Mis-sizing of Adenomatous Polyps is Common among Endoscopists and Impacts Colorectal Cancer Screening Recommendations

  • 1Department of Medicine, University of Arizona Medical Center, Tucson, AZ, USA.
  • 2Department of Molecular and Cellular Biology, University of Arizona, Tucson, AZ, USA.
  • 3Department of Epidemiology and Biostatistics, Mel and Enid Zuckerman College of Public Health, University of Arizona, Tucson, AZ, USA.
  • 4Division of Gastroenterology, Department of Medicine, University of Arizona Medical Center, Tucson, AZ, USA.


To determine the accuracy of identifying ≥6-mm adenomatous polyps during colonoscopy and define its impact on subsequent interval screening.
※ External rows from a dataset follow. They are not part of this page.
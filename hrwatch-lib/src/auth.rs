//! Session authentication
//!
//! Five-step challenge/response on the authentication channel. All blocks are
//! AES-128-CBC with a zero IV and no padding, keyed with the pre-shared
//! [`SessionKey`].
//!
//! 1. Phone writes `02 01 01 || phone_random`
//! 2. Watch notifies `03 01 flags status || E(watch_random || phone_random)`
//! 3. Phone decrypts and checks the echoed phone random
//! 4. Phone writes `02 02 01 || E(phone_random || watch_random)`
//! 5. Watch notifies `03 02 flags status`, `0x00` meaning success
//!
//! A successful run yields fresh [`SessionRandoms`], from which every encrypted
//! file operation derives its counter block. The randoms are therefore
//! regenerated before each encrypted fetch.

use crate::config::SessionConfig;
use crate::constants::STATUS_OK;
use crate::crypto::{BLOCK_SIZE, aes_cbc_decrypt_block, aes_cbc_encrypt_block};
use crate::error::{AuthError, TransportError};
use crate::frame::AuthResponse;
use crate::request;
use crate::session::{RANDOM_SIZE, SessionKey, SessionRandoms};
use crate::transport::{Channel, NotificationStream, Transport};
use async_trait::async_trait;
use rand::rngs::StdRng;
use rand::{RngCore, SeedableRng};
use std::sync::atomic::{AtomicUsize, Ordering};
use std::sync::{Arc, Mutex, MutexGuard};
use std::time::Duration;
use tokio::time::timeout;
use tracing::{debug, info, trace, warn};

/// Progress of the handshake
#[derive(Debug, Clone, Copy, PartialEq, Eq, strum_macros::Display)]
pub enum HandshakeState {
    Idle,
    AwaitingChallenge,
    AwaitingStatus,
    Authenticated,
    Failed,
}

impl HandshakeState {
    pub fn is_running(&self) -> bool {
        matches!(self, HandshakeState::AwaitingChallenge | HandshakeState::AwaitingStatus)
    }
}

/// What the file reader needs from an authenticated session
#[async_trait]
pub trait SessionVerifier: Send + Sync {
    fn is_authenticated(&self) -> bool;

    /// Re-run the handshake with the stored key, refreshing the session randoms
    async fn verify_authentication(&self) -> Result<(), AuthError>;

    fn current_randoms(&self) -> Option<SessionRandoms>;

    fn current_key(&self) -> Option<SessionKey>;
}

#[derive(Debug)]
struct Session {
    state: HandshakeState,
    key: Option<SessionKey>,
    randoms: Option<SessionRandoms>,
}

/// Marks the session failed unless the handshake reached a verdict.
///
/// Covers both error returns and a handshake future dropped mid-flight.
struct HandshakeGuard<'a> {
    session: &'a Mutex<Session>,
    armed: bool,
}

impl HandshakeGuard<'_> {
    fn complete(mut self, randoms: SessionRandoms) {
        let mut session = lock(self.session);
        session.state = HandshakeState::Authenticated;
        session.randoms = Some(randoms);
        self.armed = false;
    }
}

impl Drop for HandshakeGuard<'_> {
    fn drop(&mut self) {
        if self.armed {
            let mut session = lock(self.session);
            session.state = HandshakeState::Failed;
            session.randoms = None;
        }
    }
}

fn lock<T>(mutex: &Mutex<T>) -> MutexGuard<'_, T> {
    mutex.lock().unwrap_or_else(|e| e.into_inner())
}

/// Runs the handshake over a [`Transport`] and owns the resulting session material
pub struct Authenticator {
    transport: Arc<dyn Transport>,
    session: Mutex<Session>,
    rng: Mutex<Box<dyn RngCore + Send>>,
    response_timeout: Duration,
    handshakes: AtomicUsize,
}

impl Authenticator {
    pub fn new(transport: Arc<dyn Transport>, config: &SessionConfig) -> Self {
        Self {
            transport,
            session: Mutex::new(Session {
                state: HandshakeState::Idle,
                key: None,
                randoms: None,
            }),
            rng: Mutex::new(Box::new(StdRng::from_entropy())),
            response_timeout: config.auth_timeout(),
            handshakes: AtomicUsize::new(0),
        }
    }

    /// Replace the source of phone randoms
    pub fn with_rng(self, rng: impl RngCore + Send + 'static) -> Self {
        *lock(&self.rng) = Box::new(rng);
        self
    }

    pub fn state(&self) -> HandshakeState {
        lock(&self.session).state
    }

    /// Number of handshakes started on this instance
    pub fn handshake_count(&self) -> usize {
        self.handshakes.load(Ordering::SeqCst)
    }

    /// Forget the session (disconnect). The key is kept for the next connection.
    pub fn reset(&self) {
        let mut session = lock(&self.session);
        session.state = HandshakeState::Idle;
        session.randoms = None;
    }

    /// Run the handshake with `key`
    ///
    /// On success the session is authenticated and holds fresh randoms. On any
    /// failure it is unauthenticated with the randoms cleared; the key is kept so
    /// the caller may retry.
    pub async fn authenticate(&self, key: SessionKey) -> Result<(), AuthError> {
        let guard = self.begin(key)?;
        let attempt = self.handshakes.fetch_add(1, Ordering::SeqCst) + 1;
        debug!(attempt, "Starting authentication handshake");

        match self.run_handshake(&key).await {
            Ok(randoms) => {
                guard.complete(randoms);
                info!("Watch authenticated");
                Ok(())
            }
            Err(e) => {
                warn!("Authentication failed: {}", e);
                Err(e)
            }
        }
    }

    fn begin(&self, key: SessionKey) -> Result<HandshakeGuard<'_>, AuthError> {
        let mut session = lock(&self.session);
        if session.state.is_running() {
            return Err(AuthError::AlreadyInProgress);
        }
        session.state = HandshakeState::AwaitingChallenge;
        session.key = Some(key);
        session.randoms = None;
        Ok(HandshakeGuard {
            session: &self.session,
            armed: true,
        })
    }

    fn set_state(&self, state: HandshakeState) {
        lock(&self.session).state = state;
    }

    async fn run_handshake(&self, key: &SessionKey) -> Result<SessionRandoms, AuthError> {
        let mut rx = self
            .transport
            .subscribe(&[Channel::Authentication])
            .await
            .map_err(auth_transport_error)?;

        let result = self.exchange(key, &mut rx).await;

        if let Err(e) = self.transport.unsubscribe(rx).await {
            warn!("Failed to unsubscribe from authentication channel: {}", e);
        }
        result
    }

    async fn exchange(&self, key: &SessionKey, rx: &mut NotificationStream) -> Result<SessionRandoms, AuthError> {
        let mut phone_random = [0u8; RANDOM_SIZE];
        lock(&self.rng).fill_bytes(&mut phone_random);
        trace!(phone_random = %hex::encode(phone_random), "Generated phone random");

        // Steps 1 and 2
        self.write(&request::auth_start(&phone_random)).await?;
        let payload = match self.next_response(rx).await? {
            AuthResponse::Challenge { status, .. } if status != STATUS_OK => {
                return Err(AuthError::RejectedByWatch(status));
            }
            AuthResponse::Challenge { payload, .. } => payload,
            AuthResponse::Status(status) => {
                return Err(AuthError::MalformedResponse(format!(
                    "expected challenge, got status 0x{:02X}",
                    status
                )));
            }
        };

        // Step 3
        let decrypted = aes_cbc_decrypt_block(key.as_bytes(), &payload).ok_or(AuthError::DecryptionFailed)?;
        let (watch_part, echo) = decrypted.split_at(RANDOM_SIZE);
        if echo != phone_random {
            debug!(echo = %hex::encode(echo), "Phone random echo mismatch");
            return Err(AuthError::EchoMismatch);
        }
        let mut watch_random = [0u8; RANDOM_SIZE];
        watch_random.copy_from_slice(watch_part);

        // Steps 4 and 5
        let mut confirm = [0u8; BLOCK_SIZE];
        confirm[..RANDOM_SIZE].copy_from_slice(&phone_random);
        confirm[RANDOM_SIZE..].copy_from_slice(&watch_random);
        let encrypted = aes_cbc_encrypt_block(key.as_bytes(), &confirm);

        self.set_state(HandshakeState::AwaitingStatus);
        self.write(&request::auth_confirm(&encrypted)).await?;

        match self.next_response(rx).await? {
            AuthResponse::Status(STATUS_OK) => Ok(SessionRandoms::new(phone_random, watch_random)),
            AuthResponse::Status(status) => Err(AuthError::RejectedByWatch(status)),
            AuthResponse::Challenge { .. } => Err(AuthError::MalformedResponse(
                "expected status, got a second challenge".to_string(),
            )),
        }
    }

    async fn write(&self, data: &[u8]) -> Result<(), AuthError> {
        debug!("Auth >> {}", hex::encode(data));
        self.transport
            .write(Channel::Authentication, data, true)
            .await
            .map_err(auth_transport_error)
    }

    async fn next_response(&self, rx: &mut NotificationStream) -> Result<AuthResponse, AuthError> {
        let notification = timeout(self.response_timeout, async {
            loop {
                match rx.recv().await {
                    Some(n) if n.channel == Channel::Authentication => return Ok(n),
                    Some(_) => continue,
                    None => return Err(AuthError::NotConnected),
                }
            }
        })
        .await
        .map_err(|_| AuthError::Timeout)??;

        debug!("Auth << {}", hex::encode(&notification.value));
        Ok(AuthResponse::try_from(notification.value)?)
    }
}

fn auth_transport_error(e: TransportError) -> AuthError {
    match e {
        TransportError::ChannelUnavailable(_) => AuthError::CharacteristicNotAvailable,
        TransportError::NotConnected => AuthError::NotConnected,
        other => AuthError::Transport(other),
    }
}

#[async_trait]
impl SessionVerifier for Authenticator {
    fn is_authenticated(&self) -> bool {
        let session = lock(&self.session);
        session.state == HandshakeState::Authenticated && session.randoms.is_some()
    }

    async fn verify_authentication(&self) -> Result<(), AuthError> {
        let key = lock(&self.session).key.ok_or(AuthError::NoKey)?;
        self.authenticate(key).await
    }

    fn current_randoms(&self) -> Option<SessionRandoms> {
        lock(&self.session).randoms
    }

    fn current_key(&self) -> Option<SessionKey> {
        lock(&self.session).key
    }
}
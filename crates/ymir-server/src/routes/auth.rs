//! OAuth sign-in, callback and session endpoints under `/api/auth`.

use axum::{
    Json, Router,
    extract::{Path, Query, State},
    response::{IntoResponse, Redirect, Response},
    routing::{get, post},
};
use axum_extra::extract::cookie::{CookieJar, PrivateCookieJar};
use serde::{Deserialize, Serialize};
use subtle::ConstantTimeEq;
use tracing::{info, warn};
use ymir_oauth::{IdentityClaims, OAuthError};

use crate::error::{Result, ServerError};
use crate::hooks::PendingClaims;
use crate::routes::logout::logout_handler;
use crate::session::{
    CurrentSession, OAUTH_STATE_COOKIE, OAUTH_STATE_PATH, Session, SessionData, expire_session_cookies,
    expired_cookie, oauth_state_cookie, session_cookie, sign_out,
};
use crate::state::AppState;

/// Error code shown to the browser for any failed login.
pub const LOGIN_FAILED: &str = "login_failed";

/// PKCE state carried between sign-in and callback.
#[derive(Debug, Clone, Serialize, Deserialize)]
#[serde(rename_all = "camelCase")]
struct OAuthState {
    state: String,
    code_verifier: String,
}

/// Query parameters on the provider's redirect back to us.
#[derive(Debug, Default, Deserialize)]
pub struct CallbackParams {
    pub code: Option<String>,
    pub state: Option<String>,
    pub error: Option<String>,
    pub error_description: Option<String>,
}

/// Create the `/api/auth` routes.
pub fn auth_routes() -> Router<AppState> {
    Router::new()
        .route(
            "/sign-in/{provider}",
            get(sign_in_handler).post(sign_in_handler),
        )
        .route("/oauth2/callback/{provider}", get(callback_handler))
        .route("/get-session", get(get_session_handler))
        .route("/sign-out", post(sign_out_handler))
        .route("/logout", post(logout_handler))
}

fn check_provider(state: &AppState, provider: &str) -> Result<()> {
    if provider == state.oauth.config().provider_id {
        Ok(())
    } else {
        Err(ServerError::NotFound(format!("Unknown provider '{}'", provider)))
    }
}

/// Compare two strings in constant time.
fn constant_time_eq(a: &str, b: &str) -> bool {
    let a_bytes = a.as_bytes();
    let b_bytes = b.as_bytes();

    if a_bytes.len() == b_bytes.len() {
        a_bytes.ct_eq(b_bytes).into()
    } else {
        let _ = a_bytes.ct_eq(a_bytes);
        false
    }
}

/// `GET|POST /api/auth/sign-in/{provider}`: start the PKCE flow.
pub async fn sign_in_handler(
    State(state): State<AppState>,
    Path(provider): Path<String>,
    jar: PrivateCookieJar,
) -> Result<Response> {
    check_provider(&state, &provider)?;

    let request = state.oauth.authorization_request().await?;
    let pending = OAuthState {
        state: request.state,
        code_verifier: request.code_verifier,
    };
    let jar = jar.add(oauth_state_cookie(
        serde_json::to_string(&pending)?,
        state.config.secure_cookies,
    ));

    info!(provider = %provider, "Redirecting to identity provider");
    Ok((jar, Redirect::to(&request.url)).into_response())
}

/// `GET /api/auth/oauth2/callback/{provider}`: finish the PKCE flow.
///
/// On success the session cookie is set and the decoded claims are attached
/// to the response for the post-callback hook. Every failure redirects to the
/// page with a generic error and sets no session.
pub async fn callback_handler(
    State(state): State<AppState>,
    Path(provider): Path<String>,
    jar: PrivateCookieJar,
    Query(params): Query<CallbackParams>,
) -> Response {
    let secure = state.config.secure_cookies;
    let clear_state = CookieJar::new().add(expired_cookie(OAUTH_STATE_COOKIE, OAUTH_STATE_PATH, secure));
    let app_url = &state.config.app_url;

    if let Some(error) = params.error.as_deref() {
        warn!(
            provider = %provider,
            error = %error,
            description = params.error_description.as_deref().unwrap_or(""),
            "Identity provider returned an error"
        );
        let target = format!("{}/?error={}", app_url, urlencoding::encode(error));
        return (clear_state, Redirect::to(&target)).into_response();
    }

    match complete_sign_in(&state, &provider, &jar, &params).await {
        Ok((data, claims)) => {
            let value = match serde_json::to_string(&data) {
                Ok(value) => value,
                Err(e) => {
                    warn!(error = %e, "Failed to serialize session");
                    return login_failed(app_url, clear_state);
                }
            };
            info!(
                user_id = %data.user.id,
                session_id = %data.session.id,
                "Signed in"
            );
            let jar = jar.add(session_cookie(value, secure));
            let mut response =
                (jar, clear_state, Redirect::to(&format!("{}/", app_url))).into_response();
            response.extensions_mut().insert(PendingClaims(claims));
            response
        }
        Err(e) => {
            warn!(provider = %provider, error = %e, "Sign-in failed");
            login_failed(app_url, clear_state)
        }
    }
}

fn login_failed(app_url: &str, clear_state: CookieJar) -> Response {
    let target = format!("{}/?error={}", app_url, LOGIN_FAILED);
    (clear_state, Redirect::to(&target)).into_response()
}

async fn complete_sign_in(
    state: &AppState,
    provider: &str,
    jar: &PrivateCookieJar,
    params: &CallbackParams,
) -> Result<(SessionData, IdentityClaims)> {
    check_provider(state, provider)?;

    let stored = jar
        .get(OAUTH_STATE_COOKIE)
        .ok_or_else(|| ServerError::BadRequest("Missing OAuth state cookie".to_string()))?;
    let stored: OAuthState = serde_json::from_str(stored.value())
        .map_err(|_| ServerError::BadRequest("Malformed OAuth state cookie".to_string()))?;

    let returned = params.state.as_deref().unwrap_or_default();
    if !constant_time_eq(returned, &stored.state) {
        return Err(ServerError::BadRequest("OAuth state mismatch".to_string()));
    }

    let code = params
        .code
        .as_deref()
        .ok_or_else(|| OAuthError::InvalidRequest("Missing authorization code".to_string()))?;

    let (user, claims) = state.oauth.sign_in(code, &stored.code_verifier).await?;
    Ok((SessionData::new(user), claims))
}

/// `GET /api/auth/get-session`: the enriched session, or `null`.
pub async fn get_session_handler(CurrentSession(session): CurrentSession) -> Json<Option<Session>> {
    Json(session)
}

/// Response body of the local sign-out endpoint.
#[derive(Debug, Serialize, Deserialize)]
pub struct SignOutResponse {
    pub success: bool,
}

/// `POST /api/auth/sign-out`: end the local session only.
pub async fn sign_out_handler(
    State(state): State<AppState>,
    jar: PrivateCookieJar,
) -> impl IntoResponse {
    let outcome = sign_out(&jar);
    info!(?outcome, "Local sign-out");
    (
        expire_session_cookies(state.config.secure_cookies),
        Json(SignOutResponse { success: true }),
    )
}
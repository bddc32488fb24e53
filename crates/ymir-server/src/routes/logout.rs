//! Logout against the local session and the upstream identity provider.

use axum::{
    Json,
    extract::State,
    http::{HeaderMap, header},
    response::{IntoResponse, Redirect, Response},
};
use axum_extra::extract::cookie::PrivateCookieJar;
use serde::{Deserialize, Serialize};
use tracing::{debug, info, warn};
use ymir_config::LogoutStrategy;

use crate::config::ServerConfig;
use crate::session::{SignOutOutcome, expire_session_cookies, sign_out};
use crate::state::AppState;

/// JSON body returned to script callers.
#[derive(Debug, Clone, Serialize, Deserialize)]
#[serde(rename_all = "camelCase")]
pub struct LogoutResponse {
    pub success: bool,
    pub redirect_url: String,
}

/// Build the URL the browser should visit to end the upstream session.
///
/// `end_session_endpoint` is the value advertised by the provider's discovery
/// document, if known.
pub fn upstream_logout_url(config: &ServerConfig, end_session_endpoint: Option<&str>) -> String {
    match config.logout_strategy {
        LogoutStrategy::SignOutPage => format!(
            "{}/sign-out?callbackURL={}",
            config.auth_url,
            urlencoding::encode(&config.app_url)
        ),
        LogoutStrategy::EndSession => {
            let endpoint = end_session_endpoint
                .map(str::to_string)
                .unwrap_or_else(|| format!("{}/api/auth/oauth2/end-session", config.auth_url));
            let separator = if endpoint.contains('?') { '&' } else { '?' };
            format!(
                "{}{}client_id={}&post_logout_redirect_uri={}",
                endpoint,
                separator,
                urlencoding::encode(&config.client_id),
                urlencoding::encode(&config.app_url)
            )
        }
    }
}

fn wants_json(headers: &HeaderMap) -> bool {
    headers
        .get(header::ACCEPT)
        .and_then(|v| v.to_str().ok())
        .is_some_and(|v| v.contains("application/json"))
}

/// `POST /api/auth/logout`
///
/// Signs out locally (best effort), expires the session and account cookies
/// on every path, and hands the browser the upstream logout URL.
pub async fn logout_handler(
    State(state): State<AppState>,
    jar: PrivateCookieJar,
    headers: HeaderMap,
) -> Response {
    match sign_out(&jar) {
        SignOutOutcome::SignedOut {
            session_id,
            user_id,
        } => info!(%session_id, %user_id, "Signed out local session"),
        SignOutOutcome::Failed { reason } => {
            warn!(%reason, "Local sign-out failed; continuing with upstream logout")
        }
    }

    let config = state.config();
    let end_session_endpoint = match config.logout_strategy {
        LogoutStrategy::EndSession => match state.oauth.metadata().await {
            Ok(metadata) => metadata.end_session_endpoint.clone(),
            Err(e) => {
                debug!(error = %e, "Discovery unavailable; using default end-session endpoint");
                None
            }
        },
        LogoutStrategy::SignOutPage => None,
    };
    let redirect_url = upstream_logout_url(config, end_session_endpoint.as_deref());

    let cookies = expire_session_cookies(config.secure_cookies);
    if wants_json(&headers) {
        (
            cookies,
            Json(LogoutResponse {
                success: true,
                redirect_url,
            }),
        )
            .into_response()
    } else {
        (cookies, Redirect::to(&redirect_url)).into_response()
    }
}
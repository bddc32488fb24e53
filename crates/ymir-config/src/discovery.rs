//! Config file discovery and layered merging.
//!
//! Resolution order (later overrides earlier):
//! 1. `~/.config/ymir/config.toml` (XDG user config)
//! 2. `./ymir.toml` (project-local)
//! 3. Environment variables
//! 4. CLI arguments (handled externally)

use std::path::{Path, PathBuf};

use crate::{ConfigError, Result, YmirConfig};

/// Default config filename for project-local config.
const PROJECT_CONFIG_FILE: &str = "ymir.toml";

/// Default config filename within XDG config directory.
const USER_CONFIG_FILE: &str = "config.toml";

/// Application name for XDG directory resolution.
const APP_NAME: &str = "ymir";

/// Environment variable to override the config directory.
const CONFIG_DIR_ENV: &str = "YMIR_CONFIG_DIR";

/// Tracks where each config layer was loaded from.
#[derive(Debug, Clone)]
pub struct ConfigSource {
    pub path: PathBuf,
    pub loaded: bool,
}

/// Result of config discovery and loading.
#[derive(Debug, Clone)]
pub struct LoadedConfig {
    /// The merged configuration.
    pub config: YmirConfig,
    /// Sources that were checked, lowest precedence first.
    pub sources: Vec<ConfigSource>,
    /// Warnings generated during loading.
    pub warnings: Vec<String>,
}

impl LoadedConfig {
    /// Paths of sources that were actually loaded.
    pub fn loaded_from(&self) -> Vec<&Path> {
        self.sources
            .iter()
            .filter(|s| s.loaded)
            .map(|s| s.path.as_path())
            .collect()
    }
}

/// Load configuration by discovering and merging all layers.
///
/// With `explicit` set, only that file is read (it must exist); otherwise the
/// user config and `./ymir.toml` are tried. Environment variables are applied
/// last in both cases.
pub fn load_config(explicit: Option<&Path>) -> Result<LoadedConfig> {
    let env_layer = YmirConfig::from_env()?;
    load_config_with_env(explicit, xdg_config_path(), env_layer)
}

/// Load configuration with explicit user-config path and environment layer.
pub fn load_config_with_env(
    explicit: Option<&Path>,
    user_config: Option<PathBuf>,
    env_layer: YmirConfig,
) -> Result<LoadedConfig> {
    let mut config = YmirConfig::new();
    let mut sources = Vec::new();
    let mut warnings = Vec::new();

    match explicit {
        Some(path) => {
            config.merge(load_config_file(path)?);
            sources.push(ConfigSource {
                path: path.to_path_buf(),
                loaded: true,
            });
        }
        None => {
            if let Some(path) = user_config {
                sources.push(load_layer(&mut config, &path, &mut warnings));
            }
            let project_path = PathBuf::from(PROJECT_CONFIG_FILE);
            sources.push(load_layer(&mut config, &project_path, &mut warnings));
        }
    }

    if config.auth.session_secret.is_some() || config.auth.client_secret.is_some() {
        warnings.push(
            "Config file contains secrets in plaintext. \
             Consider SESSION_SECRET / DLAI_OAUTH_CLIENT_SECRET environment variables instead."
                .to_string(),
        );
    }

    config.merge(env_layer);

    Ok(LoadedConfig {
        config,
        sources,
        warnings,
    })
}

/// Load config from a specific file path (no discovery).
pub fn load_config_file(path: &Path) -> Result<YmirConfig> {
    let contents = std::fs::read_to_string(path).map_err(|e| ConfigError::ReadFile {
        path: path.display().to_string(),
        source: e,
    })?;
    YmirConfig::from_toml(&contents)
}

/// Path of the user config file.
pub fn xdg_config_path() -> Option<PathBuf> {
    xdg_config_dir().map(|d| d.join(USER_CONFIG_FILE))
}

/// Config directory for ymir.
///
/// Checks `YMIR_CONFIG_DIR` first, then falls back to the platform default.
pub fn xdg_config_dir() -> Option<PathBuf> {
    if let Ok(dir) = std::env::var(CONFIG_DIR_ENV)
        && !dir.is_empty()
    {
        return Some(PathBuf::from(dir));
    }
    dirs::config_dir().map(|d| d.join(APP_NAME))
}

fn load_layer(config: &mut YmirConfig, path: &Path, warnings: &mut Vec<String>) -> ConfigSource {
    if !path.is_file() {
        return ConfigSource {
            path: path.to_path_buf(),
            loaded: false,
        };
    }

    match load_config_file(path) {
        Ok(layer) => {
            config.merge(layer);
            ConfigSource {
                path: path.to_path_buf(),
                loaded: true,
            }
        }
        Err(e) => {
            warnings.push(format!("Failed to load {}: {}", path.display(), e));
            ConfigSource {
                path: path.to_path_buf(),
                loaded: false,
            }
        }
    }
}
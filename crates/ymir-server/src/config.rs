//! Server configuration.

use std::net::SocketAddr;
use std::time::Duration;

use ymir_config::{DEFAULT_UPSTREAM_TIMEOUT_SECS, LogoutStrategy, ResolvedConfig};

/// Server configuration.
#[derive(Debug, Clone)]
pub struct ServerConfig {
    /// Address to bind the server to.
    pub bind_address: SocketAddr,

    /// Public base URL of this application, without trailing slash.
    pub app_url: String,

    /// Base URL of the DLAI auth server, without trailing slash.
    pub auth_url: String,

    /// Base URL of the DLAI resource API, without trailing slash.
    pub api_url: String,

    /// OAuth client id, sent to the end-session endpoint.
    pub client_id: String,

    /// How logout ends the upstream session.
    pub logout_strategy: LogoutStrategy,

    /// Mark cookies `Secure`.
    pub secure_cookies: bool,

    /// Enable request logging.
    pub request_logging: bool,

    /// Timeout for calls to the identity provider and resource API.
    pub upstream_timeout: Duration,
}

impl ServerConfig {
    /// Create a config for the given application, auth server and resource API URLs.
    pub fn new(
        app_url: impl Into<String>,
        auth_url: impl Into<String>,
        api_url: impl Into<String>,
    ) -> Self {
        let app_url = trim(app_url.into());
        Self {
            bind_address: SocketAddr::from(([127, 0, 0, 1], 3000)),
            secure_cookies: app_url.starts_with("https://"),
            app_url,
            auth_url: trim(auth_url.into()),
            api_url: trim(api_url.into()),
            client_id: String::new(),
            logout_strategy: LogoutStrategy::default(),
            request_logging: true,
            upstream_timeout: Duration::from_secs(DEFAULT_UPSTREAM_TIMEOUT_SECS),
        }
    }

    /// Build from a validated configuration.
    pub fn from_resolved(resolved: &ResolvedConfig) -> Self {
        Self {
            bind_address: resolved.bind_address,
            app_url: resolved.app_url.clone(),
            auth_url: resolved.auth_url.clone(),
            api_url: resolved.api_url.clone(),
            client_id: resolved.client_id.clone(),
            logout_strategy: resolved.logout_strategy,
            secure_cookies: resolved.secure_cookies,
            request_logging: resolved.request_logging,
            upstream_timeout: resolved.upstream_timeout,
        }
    }

    /// Set the bind address.
    pub fn with_bind_address(mut self, addr: SocketAddr) -> Self {
        self.bind_address = addr;
        self
    }

    /// Set the OAuth client id.
    pub fn with_client_id(mut self, client_id: impl Into<String>) -> Self {
        self.client_id = client_id.into();
        self
    }

    /// Set the logout strategy.
    pub fn with_logout_strategy(mut self, strategy: LogoutStrategy) -> Self {
        self.logout_strategy = strategy;
        self
    }

    /// Enable or disable `Secure` cookies.
    pub fn with_secure_cookies(mut self, secure: bool) -> Self {
        self.secure_cookies = secure;
        self
    }

    /// Enable or disable request logging.
    pub fn with_request_logging(mut self, enabled: bool) -> Self {
        self.request_logging = enabled;
        self
    }

    /// Set the upstream request timeout.
    pub fn with_upstream_timeout(mut self, timeout: Duration) -> Self {
        self.upstream_timeout = timeout;
        self
    }
}

fn trim(url: String) -> String {
    url.trim_end_matches('/').to_string()
}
We conducted a retrospective study of patients who underwent colonoscopies at Banner University Medical Center, Tucson from 2011 to 2015. All patients with ≥6-mm adenomatous polyps based on their colonoscopy report were included. Adenomatous polyps were excluded if they did not meet the criteria. Discrepancies in the polyp size were determined by calculating the percentage of size variation (SV). Clinical mis-sizing was defined as SV >33%.
The polyps analyzed were predominantly <10 mm in size. Approximately 13% of the examined polyps met the inclusion criteria, and 40.7% of the adenomas were ≥10 mm. A total of 189 ≥6-mm adenomatous polyps were collected from 10 different gastroenterologists and a colorectal surgeon. Adenomatous polyps were clinically mis-sized in 56.6% of cases and overestimated in 71.4%. Among the adenomas reviewed, 22% of mis-sized polyps and 11% of non-mis-sized polyps resulted in an inappropriate surveillance interval.
We found that more than half of ≥6-mm adenomatous polyps are mis-sized and that there is a tendency to overestimate adenoma size among endoscopists. This frequently leads to inappropriate intervals of surveillance colonoscopy.